*Records shown*
Segment Open

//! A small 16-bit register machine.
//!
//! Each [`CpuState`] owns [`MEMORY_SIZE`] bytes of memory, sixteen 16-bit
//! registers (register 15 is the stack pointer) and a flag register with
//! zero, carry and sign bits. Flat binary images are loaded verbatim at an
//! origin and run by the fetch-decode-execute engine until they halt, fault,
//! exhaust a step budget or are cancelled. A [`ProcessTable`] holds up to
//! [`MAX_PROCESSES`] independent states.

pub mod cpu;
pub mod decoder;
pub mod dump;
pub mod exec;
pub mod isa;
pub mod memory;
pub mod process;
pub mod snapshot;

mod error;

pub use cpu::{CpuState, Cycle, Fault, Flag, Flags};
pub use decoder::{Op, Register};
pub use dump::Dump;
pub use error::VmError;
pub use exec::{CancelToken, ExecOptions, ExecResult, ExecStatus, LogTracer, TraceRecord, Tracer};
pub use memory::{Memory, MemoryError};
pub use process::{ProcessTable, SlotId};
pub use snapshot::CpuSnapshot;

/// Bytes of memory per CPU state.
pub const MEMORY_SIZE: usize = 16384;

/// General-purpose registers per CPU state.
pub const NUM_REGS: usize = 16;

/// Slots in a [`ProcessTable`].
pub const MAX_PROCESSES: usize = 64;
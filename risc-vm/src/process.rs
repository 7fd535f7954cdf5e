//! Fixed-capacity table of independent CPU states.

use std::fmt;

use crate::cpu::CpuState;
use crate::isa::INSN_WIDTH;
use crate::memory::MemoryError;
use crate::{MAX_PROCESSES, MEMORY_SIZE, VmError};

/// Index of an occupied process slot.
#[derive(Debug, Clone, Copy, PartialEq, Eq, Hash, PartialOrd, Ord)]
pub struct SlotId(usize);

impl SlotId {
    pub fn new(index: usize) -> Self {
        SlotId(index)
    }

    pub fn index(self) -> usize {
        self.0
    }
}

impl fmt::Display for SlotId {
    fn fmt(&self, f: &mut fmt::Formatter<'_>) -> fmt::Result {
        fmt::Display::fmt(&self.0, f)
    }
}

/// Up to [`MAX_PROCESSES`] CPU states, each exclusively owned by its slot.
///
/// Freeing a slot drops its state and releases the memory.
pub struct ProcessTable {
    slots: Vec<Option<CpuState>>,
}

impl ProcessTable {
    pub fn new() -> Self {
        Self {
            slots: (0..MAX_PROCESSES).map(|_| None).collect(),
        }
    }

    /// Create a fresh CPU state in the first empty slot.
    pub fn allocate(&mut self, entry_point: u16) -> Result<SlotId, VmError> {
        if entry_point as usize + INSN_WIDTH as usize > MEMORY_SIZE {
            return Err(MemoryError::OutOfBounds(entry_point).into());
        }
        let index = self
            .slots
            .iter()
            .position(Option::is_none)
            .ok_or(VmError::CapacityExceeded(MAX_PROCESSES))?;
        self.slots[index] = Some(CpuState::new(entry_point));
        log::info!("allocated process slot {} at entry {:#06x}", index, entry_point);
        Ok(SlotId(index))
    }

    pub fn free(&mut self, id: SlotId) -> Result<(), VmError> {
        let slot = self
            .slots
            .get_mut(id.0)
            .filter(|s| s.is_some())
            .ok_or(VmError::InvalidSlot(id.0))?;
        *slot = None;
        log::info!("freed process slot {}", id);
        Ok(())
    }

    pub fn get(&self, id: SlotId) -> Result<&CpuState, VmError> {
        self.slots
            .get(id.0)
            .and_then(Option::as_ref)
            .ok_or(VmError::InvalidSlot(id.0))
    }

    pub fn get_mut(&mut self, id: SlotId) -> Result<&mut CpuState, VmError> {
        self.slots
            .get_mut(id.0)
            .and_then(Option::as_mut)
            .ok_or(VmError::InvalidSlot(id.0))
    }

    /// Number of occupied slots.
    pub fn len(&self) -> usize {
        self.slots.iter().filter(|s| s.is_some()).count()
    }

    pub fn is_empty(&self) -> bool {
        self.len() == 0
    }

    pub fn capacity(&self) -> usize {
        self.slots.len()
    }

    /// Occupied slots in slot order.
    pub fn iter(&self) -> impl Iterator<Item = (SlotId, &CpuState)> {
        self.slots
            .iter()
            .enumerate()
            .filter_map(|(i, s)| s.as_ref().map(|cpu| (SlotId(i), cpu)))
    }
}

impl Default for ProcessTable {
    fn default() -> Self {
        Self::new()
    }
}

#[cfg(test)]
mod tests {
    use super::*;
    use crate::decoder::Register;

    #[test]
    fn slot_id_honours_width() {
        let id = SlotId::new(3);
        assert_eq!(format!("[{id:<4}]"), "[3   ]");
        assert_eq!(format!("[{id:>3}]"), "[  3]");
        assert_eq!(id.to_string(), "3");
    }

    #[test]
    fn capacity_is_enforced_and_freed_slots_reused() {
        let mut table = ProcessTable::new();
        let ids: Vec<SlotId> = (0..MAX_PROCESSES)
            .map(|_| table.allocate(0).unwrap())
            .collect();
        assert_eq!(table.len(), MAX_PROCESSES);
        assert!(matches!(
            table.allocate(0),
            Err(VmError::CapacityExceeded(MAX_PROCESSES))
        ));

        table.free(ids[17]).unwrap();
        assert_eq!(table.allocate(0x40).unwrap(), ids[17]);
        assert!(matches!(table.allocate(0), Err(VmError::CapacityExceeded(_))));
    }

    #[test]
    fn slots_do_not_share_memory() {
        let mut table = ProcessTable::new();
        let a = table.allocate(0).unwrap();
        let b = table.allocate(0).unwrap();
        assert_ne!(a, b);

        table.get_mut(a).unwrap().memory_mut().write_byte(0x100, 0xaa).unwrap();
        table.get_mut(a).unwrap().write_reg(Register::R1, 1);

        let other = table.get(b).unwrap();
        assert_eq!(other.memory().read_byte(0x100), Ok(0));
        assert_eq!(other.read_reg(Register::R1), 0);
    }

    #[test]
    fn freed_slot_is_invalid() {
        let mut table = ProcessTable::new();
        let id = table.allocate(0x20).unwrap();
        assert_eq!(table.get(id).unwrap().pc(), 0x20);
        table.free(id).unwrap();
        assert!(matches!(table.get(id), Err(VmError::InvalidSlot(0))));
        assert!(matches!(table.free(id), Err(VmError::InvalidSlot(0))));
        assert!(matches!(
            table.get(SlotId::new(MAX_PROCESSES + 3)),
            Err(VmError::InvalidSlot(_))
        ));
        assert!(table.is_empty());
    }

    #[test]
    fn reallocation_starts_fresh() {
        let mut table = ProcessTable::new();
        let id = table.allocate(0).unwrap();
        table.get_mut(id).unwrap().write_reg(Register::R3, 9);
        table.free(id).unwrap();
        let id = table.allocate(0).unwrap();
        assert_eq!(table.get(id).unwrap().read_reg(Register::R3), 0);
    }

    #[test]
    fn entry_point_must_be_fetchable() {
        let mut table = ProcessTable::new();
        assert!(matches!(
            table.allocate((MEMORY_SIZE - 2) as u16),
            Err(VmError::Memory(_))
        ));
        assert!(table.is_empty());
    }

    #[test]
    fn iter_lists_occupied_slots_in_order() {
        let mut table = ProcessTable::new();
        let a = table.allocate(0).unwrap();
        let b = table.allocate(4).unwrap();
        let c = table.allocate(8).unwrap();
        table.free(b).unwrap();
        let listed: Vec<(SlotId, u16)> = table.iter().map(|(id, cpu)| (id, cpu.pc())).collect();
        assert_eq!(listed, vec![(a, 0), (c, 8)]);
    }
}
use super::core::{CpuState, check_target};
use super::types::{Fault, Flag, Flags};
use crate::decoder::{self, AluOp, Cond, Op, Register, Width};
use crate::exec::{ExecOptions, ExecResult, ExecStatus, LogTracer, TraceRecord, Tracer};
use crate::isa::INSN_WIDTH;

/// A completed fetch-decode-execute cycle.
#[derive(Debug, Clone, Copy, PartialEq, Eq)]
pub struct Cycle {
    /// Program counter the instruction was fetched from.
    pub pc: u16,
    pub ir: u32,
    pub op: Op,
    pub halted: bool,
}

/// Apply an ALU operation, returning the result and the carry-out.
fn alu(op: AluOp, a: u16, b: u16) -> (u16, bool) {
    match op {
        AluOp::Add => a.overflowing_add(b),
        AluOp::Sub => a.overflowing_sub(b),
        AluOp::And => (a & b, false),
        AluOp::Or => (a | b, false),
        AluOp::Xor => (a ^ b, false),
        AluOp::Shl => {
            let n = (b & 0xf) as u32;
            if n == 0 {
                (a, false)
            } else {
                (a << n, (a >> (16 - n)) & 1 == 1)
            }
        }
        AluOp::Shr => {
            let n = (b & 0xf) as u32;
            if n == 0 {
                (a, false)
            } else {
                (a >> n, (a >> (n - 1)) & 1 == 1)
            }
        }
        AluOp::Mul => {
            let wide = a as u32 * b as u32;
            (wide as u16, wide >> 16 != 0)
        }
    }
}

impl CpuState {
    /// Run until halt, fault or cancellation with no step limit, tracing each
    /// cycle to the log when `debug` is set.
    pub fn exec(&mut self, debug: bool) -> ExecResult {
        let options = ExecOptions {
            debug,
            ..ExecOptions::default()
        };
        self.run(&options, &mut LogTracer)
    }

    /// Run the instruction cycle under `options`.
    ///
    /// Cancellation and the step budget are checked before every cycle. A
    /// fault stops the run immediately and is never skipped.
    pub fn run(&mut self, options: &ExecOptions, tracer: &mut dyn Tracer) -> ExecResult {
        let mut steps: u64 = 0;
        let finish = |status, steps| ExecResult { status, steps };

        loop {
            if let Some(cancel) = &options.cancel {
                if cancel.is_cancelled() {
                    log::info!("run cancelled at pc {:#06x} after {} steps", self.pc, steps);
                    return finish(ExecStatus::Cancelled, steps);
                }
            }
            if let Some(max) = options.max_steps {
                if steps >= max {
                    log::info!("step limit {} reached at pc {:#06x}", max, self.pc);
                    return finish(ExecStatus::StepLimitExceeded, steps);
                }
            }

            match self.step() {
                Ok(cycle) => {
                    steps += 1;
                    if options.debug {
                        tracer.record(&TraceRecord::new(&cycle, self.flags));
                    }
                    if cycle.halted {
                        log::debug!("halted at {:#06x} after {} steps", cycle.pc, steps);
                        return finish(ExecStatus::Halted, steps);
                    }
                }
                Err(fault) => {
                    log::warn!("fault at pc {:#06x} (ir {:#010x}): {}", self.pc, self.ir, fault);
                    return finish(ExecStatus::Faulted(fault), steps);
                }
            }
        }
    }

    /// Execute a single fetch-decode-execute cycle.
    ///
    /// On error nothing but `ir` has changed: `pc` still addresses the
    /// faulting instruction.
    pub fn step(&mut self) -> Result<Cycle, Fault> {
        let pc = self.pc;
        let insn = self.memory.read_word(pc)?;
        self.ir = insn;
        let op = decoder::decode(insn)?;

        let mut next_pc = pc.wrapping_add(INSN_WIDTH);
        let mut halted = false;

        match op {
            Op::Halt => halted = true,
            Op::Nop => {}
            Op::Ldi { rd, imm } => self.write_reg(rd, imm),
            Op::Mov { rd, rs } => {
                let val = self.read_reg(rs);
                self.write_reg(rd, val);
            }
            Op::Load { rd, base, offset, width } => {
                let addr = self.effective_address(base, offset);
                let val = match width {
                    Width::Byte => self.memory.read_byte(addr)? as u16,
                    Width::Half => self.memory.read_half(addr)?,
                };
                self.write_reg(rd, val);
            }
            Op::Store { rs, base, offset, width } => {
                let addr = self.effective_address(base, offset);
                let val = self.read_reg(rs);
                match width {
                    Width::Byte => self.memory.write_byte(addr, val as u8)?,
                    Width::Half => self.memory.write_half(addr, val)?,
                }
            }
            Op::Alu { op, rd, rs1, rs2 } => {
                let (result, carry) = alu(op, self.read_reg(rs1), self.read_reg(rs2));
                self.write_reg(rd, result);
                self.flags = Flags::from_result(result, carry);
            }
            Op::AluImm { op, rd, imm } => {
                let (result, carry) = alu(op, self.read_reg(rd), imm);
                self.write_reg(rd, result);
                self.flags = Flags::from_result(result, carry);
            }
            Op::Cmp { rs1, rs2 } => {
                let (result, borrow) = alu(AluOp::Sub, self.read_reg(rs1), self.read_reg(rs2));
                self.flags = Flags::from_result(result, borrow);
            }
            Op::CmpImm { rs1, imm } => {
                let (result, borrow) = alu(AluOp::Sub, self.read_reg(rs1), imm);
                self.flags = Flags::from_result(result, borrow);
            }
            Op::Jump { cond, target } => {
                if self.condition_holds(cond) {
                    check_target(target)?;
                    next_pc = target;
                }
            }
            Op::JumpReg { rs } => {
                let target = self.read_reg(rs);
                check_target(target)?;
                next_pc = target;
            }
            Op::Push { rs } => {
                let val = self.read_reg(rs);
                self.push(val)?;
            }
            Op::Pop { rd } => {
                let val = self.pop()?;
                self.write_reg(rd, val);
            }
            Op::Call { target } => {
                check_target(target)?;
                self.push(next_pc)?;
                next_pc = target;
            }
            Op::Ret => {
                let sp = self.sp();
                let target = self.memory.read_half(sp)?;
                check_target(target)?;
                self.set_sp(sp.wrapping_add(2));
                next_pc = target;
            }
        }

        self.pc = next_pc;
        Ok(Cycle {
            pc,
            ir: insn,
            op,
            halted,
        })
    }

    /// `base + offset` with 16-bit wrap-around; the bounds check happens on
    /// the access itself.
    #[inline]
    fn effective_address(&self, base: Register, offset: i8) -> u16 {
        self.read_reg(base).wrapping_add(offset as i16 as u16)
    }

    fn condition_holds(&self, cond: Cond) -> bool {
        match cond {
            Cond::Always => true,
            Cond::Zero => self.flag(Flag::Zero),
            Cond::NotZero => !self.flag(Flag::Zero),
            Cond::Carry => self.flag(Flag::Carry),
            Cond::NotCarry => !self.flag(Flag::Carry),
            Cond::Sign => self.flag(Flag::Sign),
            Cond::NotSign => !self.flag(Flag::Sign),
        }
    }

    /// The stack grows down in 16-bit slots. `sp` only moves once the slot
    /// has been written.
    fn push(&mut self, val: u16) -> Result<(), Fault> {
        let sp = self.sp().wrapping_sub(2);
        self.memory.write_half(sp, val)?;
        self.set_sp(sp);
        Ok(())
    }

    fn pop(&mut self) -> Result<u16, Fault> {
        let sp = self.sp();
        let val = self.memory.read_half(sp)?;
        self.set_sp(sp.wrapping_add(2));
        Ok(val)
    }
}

Segment Closed

*What you are asked to do*
In the records above, how many lines include "CpuState"? Answer with the number alone.

*Response*
10